The task
For each line in the data below that has the word "HeaderMap", copy that line.

---+---

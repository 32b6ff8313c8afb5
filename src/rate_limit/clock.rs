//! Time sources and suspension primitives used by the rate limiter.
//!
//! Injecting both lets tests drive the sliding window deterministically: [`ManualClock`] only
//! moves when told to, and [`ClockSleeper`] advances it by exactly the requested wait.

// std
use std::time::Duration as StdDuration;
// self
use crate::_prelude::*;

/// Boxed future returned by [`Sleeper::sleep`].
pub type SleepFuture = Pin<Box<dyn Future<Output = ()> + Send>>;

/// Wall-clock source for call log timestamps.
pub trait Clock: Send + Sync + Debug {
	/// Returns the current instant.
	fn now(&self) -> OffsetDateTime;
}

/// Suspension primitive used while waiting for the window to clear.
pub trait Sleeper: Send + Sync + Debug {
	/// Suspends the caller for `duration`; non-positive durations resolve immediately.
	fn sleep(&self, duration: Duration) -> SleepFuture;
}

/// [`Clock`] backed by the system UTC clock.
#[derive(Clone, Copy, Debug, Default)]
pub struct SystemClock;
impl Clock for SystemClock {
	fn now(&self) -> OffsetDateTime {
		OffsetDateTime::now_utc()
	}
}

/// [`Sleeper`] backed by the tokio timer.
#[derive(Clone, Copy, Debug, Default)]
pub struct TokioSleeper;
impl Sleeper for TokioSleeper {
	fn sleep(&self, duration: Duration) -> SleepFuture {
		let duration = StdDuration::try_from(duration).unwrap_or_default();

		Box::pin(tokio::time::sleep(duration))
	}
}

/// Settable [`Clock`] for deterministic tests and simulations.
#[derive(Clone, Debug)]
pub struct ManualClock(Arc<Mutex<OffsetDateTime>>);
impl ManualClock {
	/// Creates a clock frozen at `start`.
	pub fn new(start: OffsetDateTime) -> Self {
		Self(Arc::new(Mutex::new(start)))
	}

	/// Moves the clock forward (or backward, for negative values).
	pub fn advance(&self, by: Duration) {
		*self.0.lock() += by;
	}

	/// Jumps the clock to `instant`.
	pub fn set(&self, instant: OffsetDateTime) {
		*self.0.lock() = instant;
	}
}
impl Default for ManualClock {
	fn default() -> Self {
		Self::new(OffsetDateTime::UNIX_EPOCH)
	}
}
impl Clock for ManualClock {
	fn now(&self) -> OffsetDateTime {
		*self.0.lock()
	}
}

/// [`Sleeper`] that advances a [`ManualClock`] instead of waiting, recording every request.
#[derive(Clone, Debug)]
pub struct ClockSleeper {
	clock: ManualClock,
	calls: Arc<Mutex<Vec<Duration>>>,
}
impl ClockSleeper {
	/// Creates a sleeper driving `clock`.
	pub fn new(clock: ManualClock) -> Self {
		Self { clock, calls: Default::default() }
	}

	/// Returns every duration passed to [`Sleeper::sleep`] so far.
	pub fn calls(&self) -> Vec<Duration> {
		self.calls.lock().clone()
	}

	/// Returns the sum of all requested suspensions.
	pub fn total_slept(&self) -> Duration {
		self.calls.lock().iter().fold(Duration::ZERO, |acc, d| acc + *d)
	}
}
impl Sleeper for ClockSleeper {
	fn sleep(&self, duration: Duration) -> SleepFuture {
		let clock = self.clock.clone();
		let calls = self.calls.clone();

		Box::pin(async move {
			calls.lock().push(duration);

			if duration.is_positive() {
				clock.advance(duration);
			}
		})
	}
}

---+---

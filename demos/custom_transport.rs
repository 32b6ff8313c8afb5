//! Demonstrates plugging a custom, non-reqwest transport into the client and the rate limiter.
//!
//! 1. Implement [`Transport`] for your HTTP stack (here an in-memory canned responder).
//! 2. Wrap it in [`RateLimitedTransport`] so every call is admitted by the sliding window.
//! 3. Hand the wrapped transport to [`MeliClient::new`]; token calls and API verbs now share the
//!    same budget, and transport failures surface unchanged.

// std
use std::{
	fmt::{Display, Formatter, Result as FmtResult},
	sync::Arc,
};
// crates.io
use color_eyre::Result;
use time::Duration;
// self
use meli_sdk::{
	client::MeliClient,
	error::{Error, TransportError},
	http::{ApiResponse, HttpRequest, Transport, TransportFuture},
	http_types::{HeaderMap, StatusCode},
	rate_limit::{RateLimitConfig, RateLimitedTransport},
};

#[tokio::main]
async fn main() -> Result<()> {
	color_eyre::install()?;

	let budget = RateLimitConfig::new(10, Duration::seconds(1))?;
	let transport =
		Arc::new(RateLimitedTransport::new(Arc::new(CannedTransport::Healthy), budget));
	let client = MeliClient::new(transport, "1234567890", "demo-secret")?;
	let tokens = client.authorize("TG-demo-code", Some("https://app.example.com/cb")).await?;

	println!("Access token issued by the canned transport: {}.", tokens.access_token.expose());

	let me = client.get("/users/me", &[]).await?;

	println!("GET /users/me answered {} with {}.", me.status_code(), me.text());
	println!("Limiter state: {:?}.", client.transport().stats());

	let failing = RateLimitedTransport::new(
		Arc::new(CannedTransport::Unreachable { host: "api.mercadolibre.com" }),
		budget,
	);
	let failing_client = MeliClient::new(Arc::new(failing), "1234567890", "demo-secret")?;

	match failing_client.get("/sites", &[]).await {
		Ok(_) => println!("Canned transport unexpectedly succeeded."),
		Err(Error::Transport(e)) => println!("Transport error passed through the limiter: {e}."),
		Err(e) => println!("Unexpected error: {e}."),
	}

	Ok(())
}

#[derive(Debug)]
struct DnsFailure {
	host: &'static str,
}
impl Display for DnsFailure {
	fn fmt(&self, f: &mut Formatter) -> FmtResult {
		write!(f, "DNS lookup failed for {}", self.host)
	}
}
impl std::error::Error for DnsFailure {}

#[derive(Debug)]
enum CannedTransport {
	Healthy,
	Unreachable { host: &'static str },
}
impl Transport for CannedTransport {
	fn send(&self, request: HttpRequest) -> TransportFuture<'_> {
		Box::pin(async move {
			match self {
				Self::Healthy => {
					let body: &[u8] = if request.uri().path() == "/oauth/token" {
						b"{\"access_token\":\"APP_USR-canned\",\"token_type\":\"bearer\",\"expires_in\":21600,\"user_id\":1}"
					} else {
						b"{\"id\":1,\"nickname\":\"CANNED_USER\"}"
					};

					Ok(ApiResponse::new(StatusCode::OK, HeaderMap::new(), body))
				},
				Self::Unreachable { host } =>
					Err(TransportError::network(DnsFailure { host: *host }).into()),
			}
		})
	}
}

---+---

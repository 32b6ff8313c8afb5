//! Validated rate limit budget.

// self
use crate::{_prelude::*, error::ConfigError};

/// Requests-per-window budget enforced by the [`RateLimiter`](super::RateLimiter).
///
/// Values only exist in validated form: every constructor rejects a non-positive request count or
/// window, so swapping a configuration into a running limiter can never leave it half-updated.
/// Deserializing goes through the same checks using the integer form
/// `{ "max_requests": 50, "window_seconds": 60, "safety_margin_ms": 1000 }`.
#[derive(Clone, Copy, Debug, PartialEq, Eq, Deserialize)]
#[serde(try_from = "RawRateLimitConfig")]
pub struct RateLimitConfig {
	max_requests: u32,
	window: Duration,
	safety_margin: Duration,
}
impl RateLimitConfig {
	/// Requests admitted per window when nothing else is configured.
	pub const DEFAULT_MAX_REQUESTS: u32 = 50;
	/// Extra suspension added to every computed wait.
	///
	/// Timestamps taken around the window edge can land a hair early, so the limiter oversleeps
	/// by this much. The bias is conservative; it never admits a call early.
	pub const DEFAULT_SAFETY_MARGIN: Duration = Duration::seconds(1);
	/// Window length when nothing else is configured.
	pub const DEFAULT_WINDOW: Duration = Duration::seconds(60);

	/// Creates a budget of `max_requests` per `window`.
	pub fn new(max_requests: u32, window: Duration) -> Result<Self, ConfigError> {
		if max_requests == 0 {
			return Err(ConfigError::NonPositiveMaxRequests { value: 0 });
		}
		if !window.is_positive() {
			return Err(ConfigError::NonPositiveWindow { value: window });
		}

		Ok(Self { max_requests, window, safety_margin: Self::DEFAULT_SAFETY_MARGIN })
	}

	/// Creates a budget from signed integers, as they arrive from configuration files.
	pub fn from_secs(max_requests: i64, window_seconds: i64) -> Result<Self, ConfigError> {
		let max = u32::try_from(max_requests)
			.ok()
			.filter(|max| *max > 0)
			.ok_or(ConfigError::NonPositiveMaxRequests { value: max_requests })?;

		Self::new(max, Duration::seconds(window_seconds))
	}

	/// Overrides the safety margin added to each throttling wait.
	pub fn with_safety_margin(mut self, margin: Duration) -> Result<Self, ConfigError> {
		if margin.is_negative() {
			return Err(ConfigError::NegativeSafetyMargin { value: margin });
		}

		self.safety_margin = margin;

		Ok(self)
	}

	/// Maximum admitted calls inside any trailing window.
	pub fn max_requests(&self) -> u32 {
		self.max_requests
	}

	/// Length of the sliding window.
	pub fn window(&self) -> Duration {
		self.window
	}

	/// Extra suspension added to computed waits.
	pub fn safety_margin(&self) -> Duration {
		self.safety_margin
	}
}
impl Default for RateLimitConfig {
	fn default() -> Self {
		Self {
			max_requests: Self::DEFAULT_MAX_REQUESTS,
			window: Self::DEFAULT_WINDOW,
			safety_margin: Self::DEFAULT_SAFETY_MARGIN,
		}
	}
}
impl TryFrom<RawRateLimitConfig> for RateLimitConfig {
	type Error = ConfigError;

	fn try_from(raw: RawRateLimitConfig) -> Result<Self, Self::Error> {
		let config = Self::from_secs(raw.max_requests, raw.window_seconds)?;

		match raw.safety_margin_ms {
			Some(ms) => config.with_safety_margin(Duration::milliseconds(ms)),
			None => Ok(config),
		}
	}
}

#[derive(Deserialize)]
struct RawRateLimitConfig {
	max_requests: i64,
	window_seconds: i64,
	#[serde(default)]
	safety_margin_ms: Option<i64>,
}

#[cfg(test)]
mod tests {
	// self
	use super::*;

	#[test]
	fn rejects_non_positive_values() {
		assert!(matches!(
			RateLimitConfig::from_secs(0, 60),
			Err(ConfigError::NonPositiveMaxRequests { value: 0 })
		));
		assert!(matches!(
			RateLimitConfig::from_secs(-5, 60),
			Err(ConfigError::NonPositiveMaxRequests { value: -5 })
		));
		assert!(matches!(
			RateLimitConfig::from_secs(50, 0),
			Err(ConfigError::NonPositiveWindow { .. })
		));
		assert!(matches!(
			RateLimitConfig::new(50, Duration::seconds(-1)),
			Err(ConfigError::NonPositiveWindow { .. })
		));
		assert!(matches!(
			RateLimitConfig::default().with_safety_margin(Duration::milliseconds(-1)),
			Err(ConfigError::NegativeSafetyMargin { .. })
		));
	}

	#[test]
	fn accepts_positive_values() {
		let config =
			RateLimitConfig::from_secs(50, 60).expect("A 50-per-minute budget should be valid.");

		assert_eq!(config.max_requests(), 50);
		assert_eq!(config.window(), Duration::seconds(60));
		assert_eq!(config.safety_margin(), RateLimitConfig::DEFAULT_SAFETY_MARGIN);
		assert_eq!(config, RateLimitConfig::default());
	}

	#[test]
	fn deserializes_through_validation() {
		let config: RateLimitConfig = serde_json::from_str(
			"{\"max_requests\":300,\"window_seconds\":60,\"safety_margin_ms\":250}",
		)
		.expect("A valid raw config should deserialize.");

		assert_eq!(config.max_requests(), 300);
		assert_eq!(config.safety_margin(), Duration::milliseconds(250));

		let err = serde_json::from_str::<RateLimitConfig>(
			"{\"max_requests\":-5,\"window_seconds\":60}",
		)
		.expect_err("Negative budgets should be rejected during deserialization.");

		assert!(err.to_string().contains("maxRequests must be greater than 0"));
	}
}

---+---

Solution for this task
	http_types::{HeaderMap, StatusCode},
					Ok(ApiResponse::new(StatusCode::OK, HeaderMap::new(), body))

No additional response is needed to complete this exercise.